WHAT IS REQUIRED:
What lines in the data hold the string "config"? Show them.

ENTRIES SUPPLIED:
════════════════════

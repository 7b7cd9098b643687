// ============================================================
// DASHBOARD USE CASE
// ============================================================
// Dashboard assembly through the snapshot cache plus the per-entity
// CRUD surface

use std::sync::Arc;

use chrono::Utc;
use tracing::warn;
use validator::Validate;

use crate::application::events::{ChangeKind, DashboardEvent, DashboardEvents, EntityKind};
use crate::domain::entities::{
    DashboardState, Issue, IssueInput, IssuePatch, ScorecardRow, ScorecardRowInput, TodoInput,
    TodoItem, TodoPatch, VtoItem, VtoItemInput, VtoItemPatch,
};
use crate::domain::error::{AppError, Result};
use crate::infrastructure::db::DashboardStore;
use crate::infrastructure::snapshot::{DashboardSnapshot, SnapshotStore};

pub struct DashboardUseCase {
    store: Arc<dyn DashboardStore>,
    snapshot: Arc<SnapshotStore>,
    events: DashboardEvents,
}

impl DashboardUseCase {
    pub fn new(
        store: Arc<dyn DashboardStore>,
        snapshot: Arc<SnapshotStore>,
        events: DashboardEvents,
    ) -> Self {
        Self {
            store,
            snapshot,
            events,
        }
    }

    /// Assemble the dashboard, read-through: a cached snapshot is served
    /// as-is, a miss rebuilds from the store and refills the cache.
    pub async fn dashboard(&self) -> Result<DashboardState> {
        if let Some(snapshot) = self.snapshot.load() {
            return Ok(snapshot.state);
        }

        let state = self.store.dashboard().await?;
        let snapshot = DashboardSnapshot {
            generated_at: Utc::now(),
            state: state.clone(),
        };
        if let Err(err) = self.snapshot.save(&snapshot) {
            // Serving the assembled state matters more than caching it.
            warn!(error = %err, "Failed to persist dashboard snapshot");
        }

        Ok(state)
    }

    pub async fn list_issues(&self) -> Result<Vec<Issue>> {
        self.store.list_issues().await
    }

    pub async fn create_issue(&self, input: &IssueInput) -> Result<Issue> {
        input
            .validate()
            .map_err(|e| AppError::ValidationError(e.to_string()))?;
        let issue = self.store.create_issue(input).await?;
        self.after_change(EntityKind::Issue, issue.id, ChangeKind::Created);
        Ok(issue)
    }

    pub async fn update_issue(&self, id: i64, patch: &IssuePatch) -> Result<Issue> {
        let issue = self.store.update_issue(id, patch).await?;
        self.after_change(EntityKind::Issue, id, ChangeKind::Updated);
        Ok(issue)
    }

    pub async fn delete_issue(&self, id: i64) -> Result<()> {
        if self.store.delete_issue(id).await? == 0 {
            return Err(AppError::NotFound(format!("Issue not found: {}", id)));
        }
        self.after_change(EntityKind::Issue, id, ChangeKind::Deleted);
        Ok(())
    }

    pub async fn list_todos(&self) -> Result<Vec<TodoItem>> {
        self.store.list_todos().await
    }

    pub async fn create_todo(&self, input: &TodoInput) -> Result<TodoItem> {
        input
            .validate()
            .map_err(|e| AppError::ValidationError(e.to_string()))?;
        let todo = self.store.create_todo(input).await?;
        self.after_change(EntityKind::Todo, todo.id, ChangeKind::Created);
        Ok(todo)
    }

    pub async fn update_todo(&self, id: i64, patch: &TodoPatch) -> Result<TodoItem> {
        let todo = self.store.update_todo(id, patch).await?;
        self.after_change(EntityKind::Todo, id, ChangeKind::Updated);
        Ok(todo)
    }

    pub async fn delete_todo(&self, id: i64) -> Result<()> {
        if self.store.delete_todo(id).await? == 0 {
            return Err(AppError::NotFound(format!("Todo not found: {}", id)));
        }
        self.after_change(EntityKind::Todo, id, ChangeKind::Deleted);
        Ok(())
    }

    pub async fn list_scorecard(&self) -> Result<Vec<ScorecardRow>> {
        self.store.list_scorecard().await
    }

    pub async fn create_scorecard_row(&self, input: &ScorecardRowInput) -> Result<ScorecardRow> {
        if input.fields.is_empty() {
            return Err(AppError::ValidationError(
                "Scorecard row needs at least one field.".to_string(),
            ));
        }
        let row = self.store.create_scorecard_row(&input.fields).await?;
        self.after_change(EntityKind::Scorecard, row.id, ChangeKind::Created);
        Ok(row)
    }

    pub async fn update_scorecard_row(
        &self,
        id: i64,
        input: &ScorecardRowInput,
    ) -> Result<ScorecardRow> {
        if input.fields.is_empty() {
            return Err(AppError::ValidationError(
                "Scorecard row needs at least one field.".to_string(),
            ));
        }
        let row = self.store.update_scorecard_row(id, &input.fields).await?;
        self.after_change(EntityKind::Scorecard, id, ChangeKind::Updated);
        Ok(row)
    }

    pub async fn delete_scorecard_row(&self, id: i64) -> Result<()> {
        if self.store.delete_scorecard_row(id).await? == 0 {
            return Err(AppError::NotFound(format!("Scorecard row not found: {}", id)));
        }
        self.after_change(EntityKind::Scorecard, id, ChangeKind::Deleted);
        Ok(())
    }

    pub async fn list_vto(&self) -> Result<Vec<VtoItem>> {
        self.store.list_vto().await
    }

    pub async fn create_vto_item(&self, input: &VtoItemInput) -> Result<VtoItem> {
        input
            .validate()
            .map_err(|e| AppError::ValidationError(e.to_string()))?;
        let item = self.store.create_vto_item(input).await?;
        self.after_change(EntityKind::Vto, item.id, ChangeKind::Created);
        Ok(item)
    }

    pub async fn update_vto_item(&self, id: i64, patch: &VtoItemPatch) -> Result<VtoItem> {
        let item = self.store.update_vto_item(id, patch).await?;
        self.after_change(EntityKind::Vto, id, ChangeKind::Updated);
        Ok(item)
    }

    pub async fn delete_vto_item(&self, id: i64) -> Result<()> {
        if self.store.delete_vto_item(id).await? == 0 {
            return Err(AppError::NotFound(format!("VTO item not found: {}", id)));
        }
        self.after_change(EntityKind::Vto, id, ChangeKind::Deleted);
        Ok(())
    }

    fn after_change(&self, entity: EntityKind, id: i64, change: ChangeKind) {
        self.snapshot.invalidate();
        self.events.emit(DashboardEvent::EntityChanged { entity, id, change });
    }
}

════════════════════

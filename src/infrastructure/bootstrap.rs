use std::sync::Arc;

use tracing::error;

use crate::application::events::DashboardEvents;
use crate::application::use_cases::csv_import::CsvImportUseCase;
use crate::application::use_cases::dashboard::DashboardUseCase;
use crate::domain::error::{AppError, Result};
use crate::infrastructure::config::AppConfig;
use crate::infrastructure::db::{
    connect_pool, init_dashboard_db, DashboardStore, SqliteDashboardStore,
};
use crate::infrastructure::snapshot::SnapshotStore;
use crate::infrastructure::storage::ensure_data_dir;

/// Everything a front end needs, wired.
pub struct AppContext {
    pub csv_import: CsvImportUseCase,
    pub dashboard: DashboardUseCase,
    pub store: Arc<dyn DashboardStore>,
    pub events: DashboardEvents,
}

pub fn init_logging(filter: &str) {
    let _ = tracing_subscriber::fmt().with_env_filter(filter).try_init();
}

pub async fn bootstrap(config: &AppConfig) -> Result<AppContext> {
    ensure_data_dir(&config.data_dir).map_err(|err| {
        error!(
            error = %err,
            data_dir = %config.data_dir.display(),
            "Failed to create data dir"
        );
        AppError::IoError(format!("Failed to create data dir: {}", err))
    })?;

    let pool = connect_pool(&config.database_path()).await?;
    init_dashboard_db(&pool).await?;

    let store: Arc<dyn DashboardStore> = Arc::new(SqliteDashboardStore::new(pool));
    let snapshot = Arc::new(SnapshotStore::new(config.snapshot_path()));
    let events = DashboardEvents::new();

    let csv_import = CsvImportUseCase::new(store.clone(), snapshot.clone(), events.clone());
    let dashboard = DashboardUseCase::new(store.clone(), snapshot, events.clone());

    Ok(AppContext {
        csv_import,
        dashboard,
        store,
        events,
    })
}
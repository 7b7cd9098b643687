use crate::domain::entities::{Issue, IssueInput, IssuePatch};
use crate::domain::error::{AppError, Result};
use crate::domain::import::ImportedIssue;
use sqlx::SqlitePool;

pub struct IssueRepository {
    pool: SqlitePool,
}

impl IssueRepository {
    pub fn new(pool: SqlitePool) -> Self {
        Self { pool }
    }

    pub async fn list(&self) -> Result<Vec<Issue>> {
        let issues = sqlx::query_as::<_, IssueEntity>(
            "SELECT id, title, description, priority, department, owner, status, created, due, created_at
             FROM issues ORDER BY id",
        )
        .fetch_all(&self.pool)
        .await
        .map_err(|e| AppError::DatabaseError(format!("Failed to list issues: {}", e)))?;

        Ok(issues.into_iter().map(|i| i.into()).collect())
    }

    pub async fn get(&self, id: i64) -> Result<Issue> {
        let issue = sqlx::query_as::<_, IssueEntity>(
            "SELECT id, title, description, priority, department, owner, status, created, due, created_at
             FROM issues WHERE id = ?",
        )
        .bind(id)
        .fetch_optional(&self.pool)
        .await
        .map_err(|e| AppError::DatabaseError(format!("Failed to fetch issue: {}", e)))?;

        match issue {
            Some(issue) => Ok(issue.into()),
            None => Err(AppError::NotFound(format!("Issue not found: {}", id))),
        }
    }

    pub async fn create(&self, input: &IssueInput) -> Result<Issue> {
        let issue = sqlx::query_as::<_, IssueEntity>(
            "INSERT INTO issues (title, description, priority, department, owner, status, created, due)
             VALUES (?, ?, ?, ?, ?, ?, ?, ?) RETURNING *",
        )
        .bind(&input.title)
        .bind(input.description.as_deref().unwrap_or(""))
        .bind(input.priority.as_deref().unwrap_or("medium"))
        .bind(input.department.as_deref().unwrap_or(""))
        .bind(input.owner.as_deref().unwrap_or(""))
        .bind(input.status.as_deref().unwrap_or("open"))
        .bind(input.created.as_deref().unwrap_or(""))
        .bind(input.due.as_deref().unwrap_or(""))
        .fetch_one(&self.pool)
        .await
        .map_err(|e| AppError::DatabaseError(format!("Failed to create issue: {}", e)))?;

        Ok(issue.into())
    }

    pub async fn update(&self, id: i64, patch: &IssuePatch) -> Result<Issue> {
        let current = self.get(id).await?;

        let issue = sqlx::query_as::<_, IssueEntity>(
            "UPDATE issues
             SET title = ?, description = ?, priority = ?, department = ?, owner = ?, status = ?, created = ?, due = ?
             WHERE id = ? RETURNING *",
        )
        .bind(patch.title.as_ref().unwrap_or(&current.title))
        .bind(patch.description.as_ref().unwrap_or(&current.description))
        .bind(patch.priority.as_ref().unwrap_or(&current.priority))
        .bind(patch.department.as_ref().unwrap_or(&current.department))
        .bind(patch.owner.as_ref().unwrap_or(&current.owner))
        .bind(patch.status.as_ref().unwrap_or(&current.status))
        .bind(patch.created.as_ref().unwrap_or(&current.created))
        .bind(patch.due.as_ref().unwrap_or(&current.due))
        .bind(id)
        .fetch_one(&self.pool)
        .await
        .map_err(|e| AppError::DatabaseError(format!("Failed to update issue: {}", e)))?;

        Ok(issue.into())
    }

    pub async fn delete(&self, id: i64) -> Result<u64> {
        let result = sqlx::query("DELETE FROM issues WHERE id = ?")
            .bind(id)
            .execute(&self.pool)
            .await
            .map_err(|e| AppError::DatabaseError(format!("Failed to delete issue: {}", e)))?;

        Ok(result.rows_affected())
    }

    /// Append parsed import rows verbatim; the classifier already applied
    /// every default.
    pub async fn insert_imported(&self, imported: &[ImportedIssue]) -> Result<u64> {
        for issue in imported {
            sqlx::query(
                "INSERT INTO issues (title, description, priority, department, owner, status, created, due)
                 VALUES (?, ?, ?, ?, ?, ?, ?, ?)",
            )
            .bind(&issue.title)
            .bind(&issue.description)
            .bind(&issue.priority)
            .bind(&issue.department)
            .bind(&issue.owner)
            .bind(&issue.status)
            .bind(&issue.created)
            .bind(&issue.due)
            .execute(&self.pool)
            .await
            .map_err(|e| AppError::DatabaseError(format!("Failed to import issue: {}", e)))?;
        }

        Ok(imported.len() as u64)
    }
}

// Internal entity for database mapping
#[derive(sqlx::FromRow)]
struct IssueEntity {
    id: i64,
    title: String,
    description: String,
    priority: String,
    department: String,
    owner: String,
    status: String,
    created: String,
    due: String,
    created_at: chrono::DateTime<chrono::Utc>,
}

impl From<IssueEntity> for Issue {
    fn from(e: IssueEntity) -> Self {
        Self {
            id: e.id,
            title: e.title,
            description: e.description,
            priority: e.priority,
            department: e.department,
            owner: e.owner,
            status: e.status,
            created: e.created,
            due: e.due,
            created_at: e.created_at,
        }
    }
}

════════════════════

COMPLETED TASK:
use crate::infrastructure::config::AppConfig;
pub async fn bootstrap(config: &AppConfig) -> Result<AppContext> {
    ensure_data_dir(&config.data_dir).map_err(|err| {
            data_dir = %config.data_dir.display(),
    let pool = connect_pool(&config.database_path()).await?;
    let snapshot = Arc::new(SnapshotStore::new(config.snapshot_path()));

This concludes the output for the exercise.